Rice. 3. Current limiter in a telephone line, patent.
Do-it-yourself short-circuit protection for the power supply
Sometimes when setting up homemade electronic devices, a short circuit occurs, which can cause the power supply to fail. Therefore, the power supply must have reliable short circuit protection, capable of quickly disconnecting the shorted load at the right time and protecting the power supply from damage.
This figure shows a diagram of a simple device designed to reliably protect a power supply from short circuits.
Power supply short circuit protection circuit
The operating principle of relay protection is quite simple. When voltage is applied to the circuit in standby mode, the red LED lights up. After pressing the S1 button, current flows to the relay winding, the contacts switch and block the relay winding, thus the circuit goes into operating mode, this is indicated by the green LED lighting up, and current flows to the load. If a short circuit occurs, the voltage on the relay winding disappears, its contacts open, the load is automatically switched off, and the red LED lights up, signaling that the relay protection has activated.

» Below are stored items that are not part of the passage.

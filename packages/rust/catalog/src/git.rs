//! Git-backed remote store.
//!
//! The catalog snapshot lives in a git repository. Sync is
//! clone-or-pull into a local checkout; publishing stages the snapshot,
//! commits only when the staged diff is non-empty, and pushes. All git
//! operations run the system `git` binary as a subprocess.

use std::path::{Path, PathBuf};
use std::process::Output;

use async_trait::async_trait;
use tokio::process::Command;
use tracing::{debug, info, instrument};

use clipvault_shared::{ClipvaultError, Result};

use crate::RemoteStore;

/// Commit author identity used for catalog updates.
const AUTHOR_NAME: &str = "clipvault";
const AUTHOR_EMAIL: &str = "clipvault@localhost";

/// Remote store backed by a git repository over https (or a local path
/// in tests).
pub struct GitRemote {
    remote_url: String,
    checkout_dir: PathBuf,
    token: Option<String>,
}

impl GitRemote {
    /// Create a remote for `remote_url`, checked out at `checkout_dir`.
    ///
    /// When `token` is set it is injected into the https remote URL for
    /// authentication; it never appears in config files or errors.
    pub fn new(
        remote_url: impl Into<String>,
        checkout_dir: impl Into<PathBuf>,
        token: Option<String>,
    ) -> Self {
        Self {
            remote_url: remote_url.into(),
            checkout_dir: checkout_dir.into(),
            token,
        }
    }

    /// The remote URL with the auth token injected, if any.
    fn authenticated_url(&self) -> String {
        match &self.token {
            Some(token) if self.remote_url.starts_with("https://") => {
                format!("https://{token}@{}", &self.remote_url["https://".len()..])
            }
            _ => self.remote_url.clone(),
        }
    }

    /// Strip the token from any text destined for logs or errors.
    fn redact(&self, text: &str) -> String {
        match &self.token {
            Some(token) if !token.is_empty() => text.replace(token.as_str(), "***"),
            _ => text.to_string(),
        }
    }

    /// Run git with `args` inside the checkout directory.
    async fn git(&self, args: &[&str]) -> Result<Output> {
        run_git(args, Some(&self.checkout_dir)).await
    }

    /// Run git with `args` and fail with a sync error on non-zero exit.
    async fn git_ok(&self, args: &[&str]) -> Result<()> {
        let output = self.git(args).await?;
        if !output.status.success() {
            let stderr = String::from_utf8_lossy(&output.stderr);
            return Err(ClipvaultError::catalog_sync(format!(
                "git {} failed: {}",
                args.first().copied().unwrap_or(""),
                self.redact(stderr.trim())
            )));
        }
        Ok(())
    }

    /// Whether the checkout has any commits yet.
    async fn has_head(&self) -> bool {
        matches!(
            self.git(&["rev-parse", "--verify", "HEAD"]).await,
            Ok(output) if output.status.success()
        )
    }

    async fn clone_fresh(&self) -> Result<()> {
        if let Some(parent) = self.checkout_dir.parent() {
            std::fs::create_dir_all(parent).map_err(|e| ClipvaultError::io(parent, e))?;
        }

        let url = self.authenticated_url();
        let dest = self.checkout_dir.to_string_lossy().into_owned();
        let output = run_git(&["clone", &url, &dest], None).await?;
        if !output.status.success() {
            let stderr = String::from_utf8_lossy(&output.stderr);
            return Err(ClipvaultError::catalog_sync(format!(
                "git clone failed: {}",
                self.redact(stderr.trim())
            )));
        }

        self.git_ok(&["config", "user.name", AUTHOR_NAME]).await?;
        self.git_ok(&["config", "user.email", AUTHOR_EMAIL]).await?;
        info!(checkout = %self.checkout_dir.display(), "cloned catalog checkout");
        Ok(())
    }
}

#[async_trait]
impl RemoteStore for GitRemote {
    #[instrument(skip_all, fields(checkout = %self.checkout_dir.display()))]
    async fn sync(&self) -> Result<()> {
        if !self.checkout_dir.join(".git").is_dir() {
            return self.clone_fresh().await;
        }

        // A clone of an empty remote has no commits and nothing to pull.
        if !self.has_head().await {
            debug!("checkout has no commits; skipping pull");
            return Ok(());
        }

        self.git_ok(&["pull", "--ff-only"]).await
    }

    #[instrument(skip_all)]
    async fn commit_and_push(&self, paths: &[PathBuf], message: &str) -> Result<bool> {
        for path in paths {
            let path = path.to_string_lossy();
            self.git_ok(&["add", path.as_ref()]).await?;
        }

        // Commit only when the staged diff is non-empty.
        let diff = self.git(&["diff", "--staged", "--quiet"]).await?;
        if diff.status.success() {
            debug!("snapshot unchanged; nothing to commit");
            return Ok(false);
        }

        self.git_ok(&["commit", "-m", message]).await?;
        self.git_ok(&["push", "-u", "origin", "HEAD"]).await?;
        info!(message, "catalog update pushed");
        Ok(true)
    }
}

/// Run the git binary with `args`, optionally inside `cwd`.
async fn run_git(args: &[&str], cwd: Option<&Path>) -> Result<Output> {
    let mut command = Command::new("git");
    command.args(args).kill_on_drop(true);
    if let Some(cwd) = cwd {
        command.current_dir(cwd);
    }

    command.output().await.map_err(|e| {
        ClipvaultError::catalog_sync(format!("failed to run git: {e}. Is it installed?"))
    })
}
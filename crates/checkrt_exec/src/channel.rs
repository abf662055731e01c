//! Anonymous temp files standing in for a child's stdio.
//!
//! Each file is unlinked as soon as it exists, so nothing is left on disk
//! whichever way a run ends; closing the handle is all the cleanup there is.

use std::{
    fs::File,
    io::{Read, Seek, Write},
    os::fd::{AsFd, AsRawFd, RawFd},
};

use checkrt_core::{Error, os::dup_above};

/// Number of channels handed to a child.
pub const CHANNEL_COUNT: usize = 4;

/// The descriptor the diagnostic channel lands on in the child.
pub const DIAGNOSTIC_FD: RawFd = 3;

/// One of the four child-side descriptors.
#[derive(Debug, Clone, Copy, PartialEq, Eq)]
pub enum Channel {
    /// fd 0
    Stdin,
    /// fd 1
    Stdout,
    /// fd 2
    Stderr,
    /// fd 3: why an exec failed
    Diagnostic,
}

impl Channel {
    /// The descriptor this channel becomes in the child.
    #[must_use]
    pub fn child_fd(self) -> RawFd {
        match self {
            Self::Stdin => 0,
            Self::Stdout => 1,
            Self::Stderr => 2,
            Self::Diagnostic => DIAGNOSTIC_FD,
        }
    }
}

/// Four seekable, growable backing stores, one per [`Channel`].
#[derive(Debug)]
pub struct TempChannels {
    stdin: File,
    stdout: File,
    stderr: File,
    diagnostic: File,
}

/// A fresh temp file whose descriptor sits above the child-side range, so
/// wiring one channel in the child never clobbers another.
fn open_channel() -> Result<File, Error> {
    let file = tempfile::tempfile()?;
    let moved = dup_above(file.as_fd(), CHANNEL_COUNT as RawFd)?;
    Ok(File::from(moved))
}

impl TempChannels {
    /// Creates all four channels, or none: whatever was created before a
    /// failure is closed again on the way out.
    pub fn create() -> Result<Self, Error> {
        Ok(Self {
            stdin: open_channel()?,
            stdout: open_channel()?,
            stderr: open_channel()?,
            diagnostic: open_channel()?,
        })
    }

    fn file(&self, channel: Channel) -> &File {
        match channel {
            Channel::Stdin => &self.stdin,
            Channel::Stdout => &self.stdout,
            Channel::Stderr => &self.stderr,
            Channel::Diagnostic => &self.diagnostic,
        }
    }

    /// Raw descriptors in child-fd order.
    #[must_use]
    pub fn raw_fds(&self) -> [RawFd; CHANNEL_COUNT] {
        [
            self.stdin.as_raw_fd(),
            self.stdout.as_raw_fd(),
            self.stderr.as_raw_fd(),
            self.diagnostic.as_raw_fd(),
        ]
    }

    /// Fills the stdin channel and rewinds it for the child.
    pub fn seed_stdin(&self, content: &[u8]) -> Result<(), Error> {
        let mut file = &self.stdin;
        file.write_all(content)?;
        file.rewind()?;
        Ok(())
    }

    /// Everything written to `channel`, from the start.
    pub fn read_back(&self, channel: Channel) -> Result<Vec<u8>, Error> {
        let mut file = self.file(channel);
        file.rewind()?;
        let mut content = Vec::new();
        file.read_to_end(&mut content)?;
        Ok(content)
    }
}
//! Exercises the global budget exactly the way the environment configured it.
//!
//! `alloc_probe <size>`:
//! 1. `malloc(size)` must succeed, else exit 2;
//! 2. `malloc(1)` must fail, else exit 3;
//! 3. the first block is freed and `malloc(size)` tried again: exit 0 if
//!    it succeeds (peak budget), exit 1 if it fails (total budget).
//!
//! A malformed budget variable makes the first allocation exit with 254.
use std::process::ExitCode;

use checkrt_alloc::{free, malloc, parse_limit};

fn main() -> ExitCode {
    let Some(size) = std::env::args()
        .nth(1)
        .and_then(|arg| parse_limit(arg.as_bytes()).ok().flatten())
    else {
        eprintln!("usage: alloc_probe <size>");
        return ExitCode::from(64);
    };

    unsafe {
        let first = malloc(size);
        if first.is_null() {
            return ExitCode::from(2);
        }
        let extra = malloc(1);
        if !extra.is_null() {
            free(extra);
            free(first);
            return ExitCode::from(3);
        }
        free(first);

        let again = malloc(size);
        if again.is_null() {
            ExitCode::from(1)
        } else {
            free(again);
            ExitCode::SUCCESS
        }
    }
}
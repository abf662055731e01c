//! Turns a [`ChildOutcome`] into exactly one verdict for the reporter.

use core::{fmt, panic::Location};

use checkrt_core::CheckReporter;

use crate::{
    runner::{ChildOutcome, Termination},
    spec::{Expect, ProcSpec},
};

/// Renders bytes as a C string literal: quoted, with `\n`-style escapes
/// and `\xNN` for anything else unprintable.
#[derive(Debug, Clone, Copy)]
pub struct CLiteral<'a>(pub &'a [u8]);

impl fmt::Display for CLiteral<'_> {
    fn fmt(&self, f: &mut fmt::Formatter<'_>) -> fmt::Result {
        f.write_str("\"")?;
        for &byte in self.0 {
            match byte {
                0x07 => f.write_str("\\a")?,
                0x08 => f.write_str("\\b")?,
                0x0c => f.write_str("\\f")?,
                b'\n' => f.write_str("\\n")?,
                b'\r' => f.write_str("\\r")?,
                b'\t' => f.write_str("\\t")?,
                0x0b => f.write_str("\\v")?,
                b'\\' => f.write_str("\\\\")?,
                b'"' => f.write_str("\\\"")?,
                b' ' | 0x21..=0x7e => write!(f, "{}", char::from(byte))?,
                _ => write!(f, "\\x{byte:02x}")?,
            }
        }
        f.write_str("\"")
    }
}

/// Collects the sub-checks of one run into a single pass or fail.
///
/// The first mismatch is recorded as the failure; later ones only add
/// detail lines.
struct Verdict<'r, R: CheckReporter + ?Sized> {
    reporter: &'r mut R,
    location: &'static Location<'static>,
    failed: bool,
}

impl<'r, R: CheckReporter + ?Sized> Verdict<'r, R> {
    fn new(reporter: &'r mut R, location: &'static Location<'static>) -> Self {
        Self {
            reporter,
            location,
            failed: false,
        }
    }

    fn mismatch(&mut self, explain: impl FnOnce(&mut R)) {
        if self.failed {
            self.reporter.detail(format_args!("additional failure:"));
        } else {
            self.failed = true;
            self.reporter.record_fail(self.location);
        }
        explain(self.reporter);
    }

    fn finish(self) {
        if !self.failed {
            self.reporter.record_pass();
        }
    }
}

fn compare_channel<R: CheckReporter + ?Sized>(
    verdict: &mut Verdict<'_, R>,
    name: &str,
    expect: &Expect,
    have: Option<&[u8]>,
) {
    let Expect::Exact(want) = expect else {
        return;
    };
    let have = have.unwrap_or_default();
    if have == want.as_slice() {
        return;
    }
    verdict.mismatch(|reporter| {
        reporter.detail(format_args!("have: {}  (from: actual {name})", CLiteral(have)));
        reporter.detail(format_args!("want: {}  (from: expected {name})", CLiteral(want)));
    });
}

/// Reports `outcome` against `spec`.
///
/// A launch failure is an error rather than a failure, and nothing else
/// about that run is compared, since each run is counted exactly once.
/// Otherwise status (or signal), stdout and stderr are all compared and
/// folded into one verdict.
pub fn report_outcome<R: CheckReporter + ?Sized>(
    reporter: &mut R,
    location: &'static Location<'static>,
    context: &str,
    launcher: &str,
    outcome: &ChildOutcome,
    spec: &ProcSpec,
) {
    let mut verdict = Verdict::new(reporter, location);

    match &outcome.termination {
        Termination::LaunchFailed { reason } => {
            verdict
                .reporter
                .record_error(location, context, Some(reason.as_str()));
            verdict
                .reporter
                .detail(format_args!("{launcher}: could not execute"));
            return;
        }
        Termination::Exited(code) => {
            let code = *code;
            if code != spec.status {
                verdict.mismatch(|reporter| {
                    reporter.detail(format_args!("have: {code}  (from: actual exit code)"));
                    reporter.detail(format_args!(
                        "want: {}  (from: expected exit code)",
                        spec.status
                    ));
                });
            }
        }
        Termination::Signaled(signal) => {
            let signal = *signal;
            verdict.mismatch(|reporter| {
                reporter.detail(format_args!("{launcher}: exit with signal: {signal}"));
                reporter.detail(format_args!(
                    "have: {signal}  (from: actual termination signal)"
                ));
                reporter.detail(format_args!("want: 0  (from: expected termination signal)"));
            });
        }
    }

    compare_channel(&mut verdict, "stdout", &spec.stdout, outcome.stdout.as_deref());
    compare_channel(&mut verdict, "stderr", &spec.stderr, outcome.stderr.as_deref());
    verdict.finish();
}
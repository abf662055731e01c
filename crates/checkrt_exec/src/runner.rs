//! Forks, wires the temp channels onto fds 0-3, execs, and waits.
//!
//! Everything the child needs (paths, argv, envp) is built in the parent
//! before the fork. Between `fork` and `execve` the child only calls
//! `dup2`, `write` and `_exit`: another thread of the parent may have held
//! the malloc lock at fork time.

use core::{ffi::c_char, fmt::Write as _, panic::Location, ptr};
use std::{
    ffi::{CString, OsStr, OsString},
    os::{fd::RawFd, unix::ffi::OsStrExt},
    path::{Path, PathBuf},
};

use checkrt_core::{
    CheckReporter, Error,
    os::{ChildHandle, ForkResult, dup2_raw, fork, raw_exit, write_all_raw},
    stackfmt::StackWriter,
};
use log::{debug, warn};
use nix::{errno::Errno, sys::wait::WaitStatus};
use typed_builder::TypedBuilder;

use crate::{
    channel::{Channel, DIAGNOSTIC_FD, TempChannels},
    compare::report_outcome,
    spec::ProcSpec,
};

/// Exit code a child uses when it could not exec its target.
pub const COULD_NOT_EXEC: i32 = 252;

/// The launcher that resolves the target through `PATH`.
pub const DEFAULT_LAUNCHER: &str = "/usr/bin/env";

/// How a child ended.
#[derive(Debug, Clone, PartialEq, Eq)]
pub enum Termination {
    /// Ran and exited with this code.
    Exited(i32),
    /// Killed by this signal.
    Signaled(i32),
    /// Never got to run; the reason comes from the diagnostic channel.
    LaunchFailed {
        /// `"<errno> <description>"` as written by the child
        reason: String,
    },
}

/// Everything observed about one run.
#[derive(Debug, Clone, PartialEq, Eq)]
pub struct ChildOutcome {
    /// How the child ended
    pub termination: Termination,
    /// Captured stdout, if the expectation asked for it
    pub stdout: Option<Vec<u8>>,
    /// Captured stderr, if the expectation asked for it
    pub stderr: Option<Vec<u8>>,
}

impl ChildOutcome {
    /// Whether the child ran and called `exit`.
    #[must_use]
    pub fn terminated_normally(&self) -> bool {
        matches!(self.termination, Termination::Exited(_))
    }

    /// The exit code, if the child exited.
    #[must_use]
    pub fn exit_code(&self) -> Option<i32> {
        match self.termination {
            Termination::Exited(code) => Some(code),
            _ => None,
        }
    }

    /// The fatal signal, if there was one.
    #[must_use]
    pub fn signal(&self) -> Option<i32> {
        match self.termination {
            Termination::Signaled(sig) => Some(sig),
            _ => None,
        }
    }
}

/// Null-terminated pointer array over owned C strings.
#[derive(Debug)]
struct CStrVec {
    owned: Vec<CString>,
    ptrs: Vec<*const c_char>,
}

impl CStrVec {
    fn new(owned: Vec<CString>) -> Self {
        let ptrs = owned
            .iter()
            .map(|s| s.as_ptr())
            .chain(Some(ptr::null()))
            .collect();
        Self { owned, ptrs }
    }

    fn as_ptr(&self) -> *const *const c_char {
        self.ptrs.as_ptr()
    }
}

/// What the child will exec, fully prepared.
#[derive(Debug)]
struct ExecPlan {
    path: CString,
    argv: CStrVec,
    envp: CStrVec,
}

fn cstring(s: impl AsRef<OsStr>) -> Result<CString, Error> {
    Ok(CString::new(s.as_ref().as_bytes())?)
}

/// The `PATH` the child will see.
fn child_path(env1: Option<&OsStr>) -> Option<OsString> {
    env1.and_then(|entry| entry.as_bytes().strip_prefix(b"PATH="))
        .map(|value| OsStr::from_bytes(value).to_os_string())
        .or_else(|| std::env::var_os("PATH"))
}

/// The `KEY` of a `KEY=value` entry.
fn env_key(entry: &OsStr) -> Option<&[u8]> {
    let bytes = entry.as_bytes();
    bytes.iter().position(|&b| b == b'=').map(|eq| &bytes[..eq])
}

/// Runs programs under a launcher and captures what they do.
#[derive(Debug, Clone, TypedBuilder)]
pub struct Runner {
    /// Program prefixed to every argv; it finds the target on `PATH`.
    #[builder(default = PathBuf::from(DEFAULT_LAUNCHER), setter(into))]
    launcher: PathBuf,
}

impl Default for Runner {
    fn default() -> Self {
        Self::builder().build()
    }
}

impl Runner {
    /// The launcher path
    #[must_use]
    pub fn launcher(&self) -> &Path {
        &self.launcher
    }

    /// Builds argv and envp for the child.
    ///
    /// `env1` replaces any inherited entry with the same key, so the child
    /// sees exactly one `PATH` and it is the one the lookup used.
    ///
    /// The target is looked up on the child's `PATH` first. If it cannot be
    /// found, the child execs it directly instead of through the launcher,
    /// so the failure surfaces as a failed exec rather than as whatever
    /// status the launcher would pick.
    fn plan<S: AsRef<OsStr>>(&self, argv: &[S], env1: Option<&OsStr>) -> Result<ExecPlan, Error> {
        let Some(target) = argv.first() else {
            return Err(Error::illegal_argument("argv must name a program"));
        };
        let cwd = std::env::current_dir()?;
        let found = which::which_in(target, child_path(env1), cwd).is_ok();

        let mut args = Vec::with_capacity(argv.len() + 1);
        let path = if found {
            args.push(cstring(&self.launcher)?);
            cstring(&self.launcher)?
        } else {
            debug!("{} not found on PATH", target.as_ref().to_string_lossy());
            cstring(target)?
        };
        for arg in argv {
            args.push(cstring(arg)?);
        }

        let replaced = env1.and_then(env_key);
        let mut env = std::env::vars_os()
            .filter(|(key, _)| Some(key.as_bytes()) != replaced)
            .map(|(key, value)| {
                let mut entry = key;
                entry.push("=");
                entry.push(value);
                cstring(entry)
            })
            .collect::<Result<Vec<_>, _>>()?;
        if let Some(entry) = env1 {
            env.push(cstring(entry)?);
        }

        Ok(ExecPlan {
            path,
            argv: CStrVec::new(args),
            envp: CStrVec::new(env),
        })
    }

    /// Runs `argv` with one optional extra `KEY=value` environment entry,
    /// feeding and capturing stdio as `spec` asks.
    ///
    /// An `Err` means the run itself could not be arranged (temp files,
    /// fork, wait); a target that could not be executed is an `Ok` with
    /// [`Termination::LaunchFailed`].
    pub fn run<S: AsRef<OsStr>>(
        &self,
        argv: &[S],
        env1: Option<&OsStr>,
        spec: &ProcSpec,
    ) -> Result<ChildOutcome, Error> {
        let channels = TempChannels::create()?;
        if let Some(stdin) = &spec.stdin {
            channels.seed_stdin(stdin)?;
        }
        let plan = self.plan(argv, env1)?;
        let fds = channels.raw_fds();

        let child = match unsafe { fork() }? {
            ForkResult::Child => exec_child(&plan, fds),
            ForkResult::Parent(child) => child,
        };
        debug!("spawned {} for {:?}", child.pid, plan.argv.owned);

        let termination = classify(&child, &channels)?;
        if let Termination::LaunchFailed { reason } = &termination {
            warn!(
                "{}: could not execute: {reason}",
                self.launcher.display()
            );
            return Ok(ChildOutcome {
                termination,
                stdout: None,
                stderr: None,
            });
        }

        let capture = |wanted: bool, channel: Channel| {
            wanted.then(|| channels.read_back(channel)).transpose()
        };
        Ok(ChildOutcome {
            stdout: capture(spec.stdout.is_captured(), Channel::Stdout)?,
            stderr: capture(spec.stderr.is_captured(), Channel::Stderr)?,
            termination,
        })
    }

    /// Runs `argv` and reports the result against `spec` at the caller's
    /// location. `context` names the check in error reports.
    #[track_caller]
    pub fn check<R, S>(
        &self,
        reporter: &mut R,
        context: &str,
        argv: &[S],
        env1: Option<&OsStr>,
        spec: &ProcSpec,
    ) where
        R: CheckReporter + ?Sized,
        S: AsRef<OsStr>,
    {
        let location = Location::caller();
        match self.run(argv, env1, spec) {
            Ok(outcome) => report_outcome(
                reporter,
                location,
                context,
                &self.launcher().to_string_lossy(),
                &outcome,
                spec,
            ),
            Err(err) => {
                warn!("{context}: {err}");
                reporter.record_error(location, context, Some(&err.reason()));
            }
        }
    }
}

fn classify(child: &ChildHandle, channels: &TempChannels) -> Result<Termination, Error> {
    let status = child.wait()?;
    debug!("child {} finished: {status:?}", child.pid);
    Ok(match status {
        WaitStatus::Exited(_, COULD_NOT_EXEC) => {
            let diagnostic = channels.read_back(Channel::Diagnostic)?;
            let reason = diagnostic.trim_ascii_end();
            if reason.is_empty() {
                Termination::Exited(COULD_NOT_EXEC)
            } else {
                Termination::LaunchFailed {
                    reason: String::from_utf8_lossy(reason).into_owned(),
                }
            }
        }
        WaitStatus::Exited(_, code) => Termination::Exited(code),
        WaitStatus::Signaled(_, signal, _) => Termination::Signaled(signal as i32),
        other => {
            return Err(Error::illegal_state(format!(
                "unexpected wait status {other:?}"
            )));
        }
    })
}

/// Writes `"<errno> <description>\n"` to `fd` and exits with
/// [`COULD_NOT_EXEC`].
fn launch_failed(fd: RawFd, errno: Errno) -> ! {
    let mut msg = StackWriter::<256>::new();
    let _ = writeln!(msg, "{} {}", errno as i32, errno.desc());
    let _ = write_all_raw(fd, msg.as_bytes());
    raw_exit(COULD_NOT_EXEC)
}

/// The child side: never returns.
fn exec_child(plan: &ExecPlan, fds: [RawFd; 4]) -> ! {
    let diagnostic = fds[Channel::Diagnostic.child_fd() as usize];
    for (child_fd, fd) in (0..).zip(fds) {
        if unsafe { dup2_raw(fd, child_fd) }.is_err() {
            launch_failed(diagnostic, Errno::last());
        }
    }

    unsafe {
        libc::execve(plan.path.as_ptr(), plan.argv.as_ptr(), plan.envp.as_ptr());
    }
    let errno = Errno::last();

    let _ = unsafe { dup2_raw(DIAGNOSTIC_FD, libc::STDERR_FILENO) };
    launch_failed(libc::STDERR_FILENO, errno)
}
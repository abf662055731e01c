//! # ledger
//! Maps every live, budget-tracked block to the number of bytes it was
//! charged. Only peak mode keeps a ledger; it is what lets `free` and
//! `realloc` know how much headroom to give back.
use ahash::RandomState;
use hashbrown::{HashMap, TryReserveError};

use crate::backend::LibcAlloc;

type Map = HashMap<usize, usize, RandomState, LibcAlloc>;

/// Address -> charged size.
///
/// The table is created on first insert, so an empty ledger costs nothing
/// and [`Ledger::new`] can be `const`.
#[derive(Debug, Default)]
pub struct Ledger {
    map: Option<Map>,
}

impl Ledger {
    /// An empty ledger.
    #[must_use]
    pub const fn new() -> Self {
        Self { map: None }
    }

    /// Records that `addr` was charged `size` bytes.
    ///
    /// Replaces any stale entry at the same address, so an address never
    /// appears twice. Fails only if the table itself cannot grow.
    pub fn insert(&mut self, addr: usize, size: usize) -> Result<(), TryReserveError> {
        let map = self
            .map
            .get_or_insert_with(|| HashMap::with_hasher_in(RandomState::with_seeds(0, 0, 0, 0), LibcAlloc));
        map.try_reserve(1)?;
        map.insert(addr, size);
        Ok(())
    }

    /// The size charged to `addr`, if it is tracked.
    #[must_use]
    pub fn get(&self, addr: usize) -> Option<usize> {
        self.map.as_ref()?.get(&addr).copied()
    }

    /// Forgets `addr` and returns what it was charged.
    pub fn remove(&mut self, addr: usize) -> Option<usize> {
        self.map.as_mut()?.remove(&addr)
    }

    /// Forgets everything. The blocks themselves are untouched.
    pub fn clear(&mut self) {
        if let Some(map) = self.map.as_mut() {
            map.clear();
        }
    }

    /// Number of tracked blocks.
    #[must_use]
    pub fn len(&self) -> usize {
        self.map.as_ref().map_or(0, HashMap::len)
    }

    /// Whether nothing is tracked.
    #[must_use]
    pub fn is_empty(&self) -> bool {
        self.len() == 0
    }

    /// Sum of all tracked sizes.
    #[must_use]
    pub fn total(&self) -> usize {
        self.map
            .as_ref()
            .map_or(0, |map| map.values().copied().sum())
    }
}

#[cfg(test)]
mod tests {
    use super::Ledger;

    #[test]
    fn test_insert_get_remove() {
        let mut ledger = Ledger::new();
        assert!(ledger.is_empty());
        assert_eq!(ledger.remove(0x1000), None);

        ledger.insert(0x1000, 4).unwrap();
        ledger.insert(0x2000, 6).unwrap();
        assert_eq!(ledger.get(0x1000), Some(4));
        assert_eq!(ledger.total(), 10);

        assert_eq!(ledger.remove(0x1000), Some(4));
        assert_eq!(ledger.get(0x1000), None);
        assert_eq!(ledger.len(), 1);
    }

    #[test]
    fn test_same_address_replaces() {
        let mut ledger = Ledger::new();
        ledger.insert(0x1000, 4).unwrap();
        ledger.insert(0x1000, 9).unwrap();
        assert_eq!(ledger.len(), 1);
        assert_eq!(ledger.get(0x1000), Some(9));
    }

    #[test]
    fn test_clear_forgets_everything() {
        let mut ledger = Ledger::new();
        for addr in 1..=100 {
            ledger.insert(addr * 16, addr).unwrap();
        }
        ledger.clear();
        assert!(ledger.is_empty());
        assert_eq!(ledger.total(), 0);
    }
}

The circuit is designed to work with a constant output voltage from 8 to 15 volts, so it will work perfectly with a charger from a computer power supply, as well as with any other transformer or switching power supplies with an output voltage in the specified range.
This circuit can be considered universal, because it can be easily converted to any voltage; you just need to replace the relay for the voltage you need, and of course, if necessary, select resistors R1 and R2 to match the LEDs installed in the circuit.
Printed circuit board for protecting the power supply from short circuits.
Power supply short circuit protection circuit board
Let's see how the finished short circuit protection device for the power supply works. In the standby state after power is applied, the red LED lights up, the load is turned off.
Press the button and the device will go into operating mode.
The green LED lit up, signaling that power was supplied to the load; I use an ordinary 12 volt light bulb as the load.
Using a screwdriver, I close the central contact with the base of the light bulb, a short circuit is obtained, the short circuit protection is instantly activated, the load is turned off, the red LED lights up with its light, indicating a short circuit.
Radio components for assembly
- Relay SRD-12VDC-SL-C, you can use a similar one for a different voltage
- Resistors R1, R2 1K resistance select for each LED
- LEDs 5 mm 2 pcs. red and green
- Any button without locking with normally open contacts
Friends, I wish you good luck and good mood! See you in new articles!
I recommend watching a video on how to make short circuit protection for a power supply
Overload protection
Overload protection is described in UK patent 2336046 (1999). Telephone set 20 (Fig. 4) is connected to line 11, 12. When the current exceeds the norm, the transistor cascade 40 is turned on, and through it the bypass circuit 30, in which the transistor 110 takes over the excess current. Thus, excess current bypasses the telephone set.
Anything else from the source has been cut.